I had just left CalARTS and begun working at Disney when I first learned all of this, and it meant the world to me.

It was pretty chilling and wonderful to find out about my Mom saving my drawings like that. I had no idea. I got little to no support or encouragement from my Dad or Step-mom in the years to follow, so it was very cool to discover I had such an early advocate. Apparently my mom was quite the supermom - one of my aunts commented that my mom was the only woman she had ever met with six only children.

Artwork for this article is the property of their credited artist.

"Fred" by Danny Jeup, 1968.
Dan Jeup
Because of television, my earliest influences were classic Hanna-Barbera cartoons, particularly "The Flintstones".  Another favorite program was "The Alvin Show".  When I was four years old, I learned to draw all the characters from memory and would endlessly sketch them over and over.  But, if I had to pick the people who influenced me the most, it would be Walt Disney and his top and animators and story men.
 

"Banana Splits", 1968.

As much as I loved the cartoons produced for television, the first Disney animation I'd ever seen aired on "The Wonderful World of Color".  It was the spaghetti eating sequence from "Lady & the Tramp" and was like being hit by lightning!  Of course, I had no idea Frank Thomas animated it or that Walt Disney was even a person for that matter!  In fact, I didn't quite understand what I was watching.  All I knew was that this kind of animation was very different from what I'd been exposed to up to that point and I’ve been hooked ever since. 

Danny Jeup, 1968.

Ironically, who knew that years later I would eventually meet and learn from Frank Thomas, Ollie Johnston, Ward Kimball, Bill Peet and many other greats who contributed to the Disney classic animated features.  Together, their collective output has yet to be surpassed and continues to influence my work to this day.

James Lopez

Looking back. I think I really responded to characters with simple appealing shapes.

In the late 70's/early 80's, I used to watch Saturday morning cartoons and draw the characters on the backs of reports from Hughes Aircraft that my neighbor supplied. It was like doing life drawing, but using animated characters as a model.  Since TV characters didn't move that much, I knew that if I didn't capture a 3/4 view of the character quickly enough, I would get another chance soon. This was before we had a VCR, so I couldn't record the show and pause it.  I would make shorthanded notes for myself, then after the show go to the kitchen table and, from my notes, construct a final drawing. Luckily, my mom thought to keep my drawings and date them. This was when I was between the ages of 6 - 12.

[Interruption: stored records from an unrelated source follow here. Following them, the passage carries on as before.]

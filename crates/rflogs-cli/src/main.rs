use clap::Parser;

mod cli;

use cli::args::Cli;
use cli::commands::{dispatch, exit_codes};

#[tokio::main(flavor = "multi_thread")]
async fn main() {
    let cli = Cli::parse();
    let code = match dispatch(cli).await {
        Ok(code) => code,
        Err(e) => {
            eprintln!("fatal: {e:?}");
            exit_codes::CONFIG_ERROR
        }
    };
    std::process::exit(code);
}
//! Read side of the run store: filtered listings, single-run detail and the
//! per-project tag catalogue.

use super::store::placeholders;
use super::{parse_ts, parse_ts_opt, Store, StoreError};
use crate::model::{ElementKind, FileInfo, RunInfo, RunPage, TimingBreakdown, TimingStats, Verdict};
use crate::query::{RunQuery, TagFilters, VERDICT_KEY};
use rusqlite::{params, params_from_iter, Connection};
use std::collections::{BTreeMap, BTreeSet, HashMap};

/// Largest page `list_runs` returns; bigger limits are clamped.
pub const MAX_PAGE_SIZE: u32 = 100;

/// Columns of a run row before timestamps and JSON are decoded.
struct RawRun {
    id: String,
    project_id: String,
    project_name: String,
    created_at: String,
    total_tests: Option<u32>,
    passed: Option<u32>,
    failed: Option<u32>,
    skipped: Option<u32>,
    verdict: Option<String>,
    start_time: Option<String>,
    end_time: Option<String>,
    failed_tests_json: Option<String>,
}

impl RawRun {
    fn decode(self) -> Result<RunInfo, StoreError> {
        let failed_test_names = match self.failed_tests_json.as_deref() {
            None | Some("") => Vec::new(),
            Some(raw) => serde_json::from_str(raw).map_err(|e| StoreError::Corrupt {
                column: "runs.failed_tests_json",
                message: e.to_string(),
            })?,
        };
        Ok(RunInfo {
            id: self.id,
            project_id: self.project_id,
            project_name: self.project_name,
            created_at: parse_ts(&self.created_at, "runs.created_at")?,
            files: Vec::new(),
            total_tests: self.total_tests,
            passed: self.passed,
            failed: self.failed,
            skipped: self.skipped,
            verdict: self.verdict.as_deref().map(Verdict::parse),
            tags: BTreeMap::new(),
            start_time: parse_ts_opt(self.start_time, "runs.start_time")?,
            end_time: parse_ts_opt(self.end_time, "runs.end_time")?,
            failed_test_names,
            timing: BTreeMap::new(),
        })
    }
}

impl Store {
    /// One page of a project's runs, newest first, narrowed by `filters`.
    ///
    /// `total` counts every matching run, not just the page. Each returned run
    /// carries its files and tags; timing is left empty. `limit` is clamped
    /// to [`MAX_PAGE_SIZE`].
    pub fn list_runs(
        &self,
        project_id: &str,
        filters: &TagFilters,
        limit: u32,
        offset: u32,
    ) -> Result<RunPage, StoreError> {
        let limit = limit.min(MAX_PAGE_SIZE);
        let query = RunQuery::compile(project_id, &filters.predicates());
        let conn = self.lock()?;

        let total: i64 = conn.query_row(
            &query.count_sql(),
            params_from_iter(query.params().iter()),
            |r| r.get(0),
        )?;
        let total = u64::try_from(total).unwrap_or(0);
        if total == 0 || limit == 0 {
            return Ok(RunPage {
                runs: vec![],
                total,
            });
        }

        let ids = {
            let mut stmt = conn.prepare(&query.page_sql())?;
            let rows = stmt.query_map(
                params_from_iter(query.page_params(limit, offset).iter()),
                |r| r.get::<_, String>(0),
            )?;
            rows.collect::<Result<Vec<_>, _>>()?
        };

        let runs = load_runs(&conn, &ids)?;
        tracing::debug!(
            event = "runs_listed",
            project_id,
            filters = filters.len(),
            total,
            returned = runs.len()
        );
        Ok(RunPage { runs, total })
    }

    /// Full run detail including the timing breakdown.
    pub fn get_run(&self, run_id: &str) -> Result<Option<RunInfo>, StoreError> {
        let conn = self.lock()?;
        let mut runs = load_runs(&conn, &[run_id.to_string()])?;
        let Some(mut run) = runs.pop() else {
            return Ok(None);
        };
        run.timing = load_timing(&conn, run_id)?;
        Ok(Some(run))
    }

    /// Every tag key used in the project with its distinct values, sorted.
    /// The `verdict` key is always present and lists the lower-cased verdicts
    /// seen so far.
    pub fn project_tags(
        &self,
        project_id: &str,
    ) -> Result<BTreeMap<String, Vec<String>>, StoreError> {
        let conn = self.lock()?;
        let mut tags: BTreeMap<String, BTreeSet<String>> = BTreeMap::new();

        let mut stmt = conn.prepare(
            "SELECT DISTINCT verdict FROM runs WHERE project_id = ?1 AND verdict IS NOT NULL",
        )?;
        let verdicts = stmt
            .query_map(params![project_id], |r| r.get::<_, String>(0))?
            .collect::<Result<Vec<_>, _>>()?;
        tags.insert(
            VERDICT_KEY.to_string(),
            verdicts
                .into_iter()
                .filter(|v| !v.is_empty())
                .map(|v| v.to_lowercase())
                .collect(),
        );

        let mut stmt = conn.prepare(
            "SELECT rt.key, rt.value FROM run_tags rt JOIN runs r ON rt.run_id = r.id
             WHERE r.project_id = ?1",
        )?;
        let rows = stmt.query_map(params![project_id], |r| {
            Ok((r.get::<_, String>(0)?, r.get::<_, String>(1)?))
        })?;
        for row in rows {
            let (key, value) = row?;
            tags.entry(key).or_default().insert(value);
        }

        Ok(tags
            .into_iter()
            .map(|(k, v)| (k, v.into_iter().collect()))
            .collect())
    }
}

/// Loads runs with their files and tags, in the order of `ids`.
fn load_runs(conn: &Connection, ids: &[String]) -> Result<Vec<RunInfo>, StoreError> {
    if ids.is_empty() {
        return Ok(vec![]);
    }
    let marks = placeholders(ids.len());

    let sql = format!(
        "SELECT r.id, r.project_id, p.name, r.created_at, r.total_tests, r.passed, r.failed,
                r.skipped, r.verdict, r.start_time, r.end_time, r.failed_tests_json
         FROM runs r JOIN projects p ON r.project_id = p.id
         WHERE r.id IN ({marks})"
    );
    let mut stmt = conn.prepare(&sql)?;
    let raw = stmt
        .query_map(params_from_iter(ids.iter()), |r| {
            Ok(RawRun {
                id: r.get(0)?,
                project_id: r.get(1)?,
                project_name: r.get(2)?,
                created_at: r.get(3)?,
                total_tests: r.get(4)?,
                passed: r.get(5)?,
                failed: r.get(6)?,
                skipped: r.get(7)?,
                verdict: r.get(8)?,
                start_time: r.get(9)?,
                end_time: r.get(10)?,
                failed_tests_json: r.get(11)?,
            })
        })?
        .collect::<Result<Vec<_>, _>>()?;

    let mut by_id: HashMap<String, RunInfo> = HashMap::with_capacity(raw.len());
    for r in raw {
        let run = r.decode()?;
        by_id.insert(run.id.clone(), run);
    }

    let sql = format!(
        "SELECT run_id, id, name, path, size, created_at FROM files
         WHERE run_id IN ({marks}) ORDER BY created_at, rowid"
    );
    let mut stmt = conn.prepare(&sql)?;
    let files = stmt
        .query_map(params_from_iter(ids.iter()), |r| {
            Ok((
                r.get::<_, String>(0)?,
                r.get::<_, String>(1)?,
                r.get::<_, String>(2)?,
                r.get::<_, String>(3)?,
                r.get::<_, i64>(4)?,
                r.get::<_, String>(5)?,
            ))
        })?
        .collect::<Result<Vec<_>, _>>()?;
    for (run_id, id, name, path, size, created_at) in files {
        if let Some(run) = by_id.get_mut(&run_id) {
            run.files.push(FileInfo {
                id,
                name,
                path,
                size: u64::try_from(size).unwrap_or(0),
                created_at: parse_ts(&created_at, "files.created_at")?,
            });
        }
    }

    let sql = format!("SELECT run_id, key, value FROM run_tags WHERE run_id IN ({marks})");
    let mut stmt = conn.prepare(&sql)?;
    let tags = stmt
        .query_map(params_from_iter(ids.iter()), |r| {
            Ok((
                r.get::<_, String>(0)?,
                r.get::<_, String>(1)?,
                r.get::<_, String>(2)?,
            ))
        })?
        .collect::<Result<Vec<_>, _>>()?;
    for (run_id, key, value) in tags {
        if let Some(run) = by_id.get_mut(&run_id) {
            run.tags.insert(key, value);
        }
    }

    Ok(ids.iter().filter_map(|id| by_id.remove(id)).collect())
}

fn load_timing(conn: &Connection, run_id: &str) -> Result<TimingBreakdown, StoreError> {
    let mut stmt = conn.prepare(
        "SELECT e.type, e.name, t.total_time, t.call_count, t.average_time, t.median_time,
                t.std_deviation
         FROM execution_times t JOIN execution_elements e ON t.element_id = e.id
         WHERE t.run_id = ?1",
    )?;
    let rows = stmt
        .query_map(params![run_id], |r| {
            Ok((
                r.get::<_, String>(0)?,
                r.get::<_, String>(1)?,
                TimingStats {
                    total_time: r.get(2)?,
                    call_count: r.get(3)?,
                    average_time: r.get(4)?,
                    median_time: r.get(5)?,
                    std_deviation: r.get(6)?,
                },
            ))
        })?
        .collect::<Result<Vec<_>, _>>()?;

    let mut out = TimingBreakdown::new();
    for (kind, name, stats) in rows {
        let kind = ElementKind::parse(&kind).ok_or_else(|| StoreError::Corrupt {
            column: "execution_elements.type",
            message: kind.clone(),
        })?;
        out.entry(kind).or_default().insert(name, stats);
    }
    Ok(out)
}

Jamie Lopez' "Mr. Toad", mid 1970's.

I was also introduced to pen & ink illustration via the old Choose Your Own Adventure books illustrated by Don Hedin (credited as Paul Granger). I also would check-out books from the library by Ed Emberley which would show you how to draw almost anything step-by-step using basic shapes.

I was also into video games, so I drew a lot of Pac-Man and Dragon's Lair. This was long before Google, so in order to get images to draw from, I would go to the bookstore and thumb through computer magazines - then I'd have to determine whether it was worth the price of the magazine for that single image. Or I took a piece of paper to the arcade and copied what was on the game cabinet. 

I used to copy a lot. I had a light board, but I could only use it for a little while because the bulb would make the plastic hot. During the day, I would hold a book up to the window and trace from it but after a while, my arm would ache and I'd have to put it down.

Jamie Lopez' "Star Wars", 1977.

I used to collect Star Wars cards and drew spaceships and people shooting laser guns from the cards. It was there I became conscious of foreshortened views.

Eventually came up with my own characters (called 'Pan-Heads') and made tiny comic strips on lined school paper. My sense of humor was definitely sarcastic and a play on words.
  

"Pan-Heads" by Jamie Lopez, early 1980's.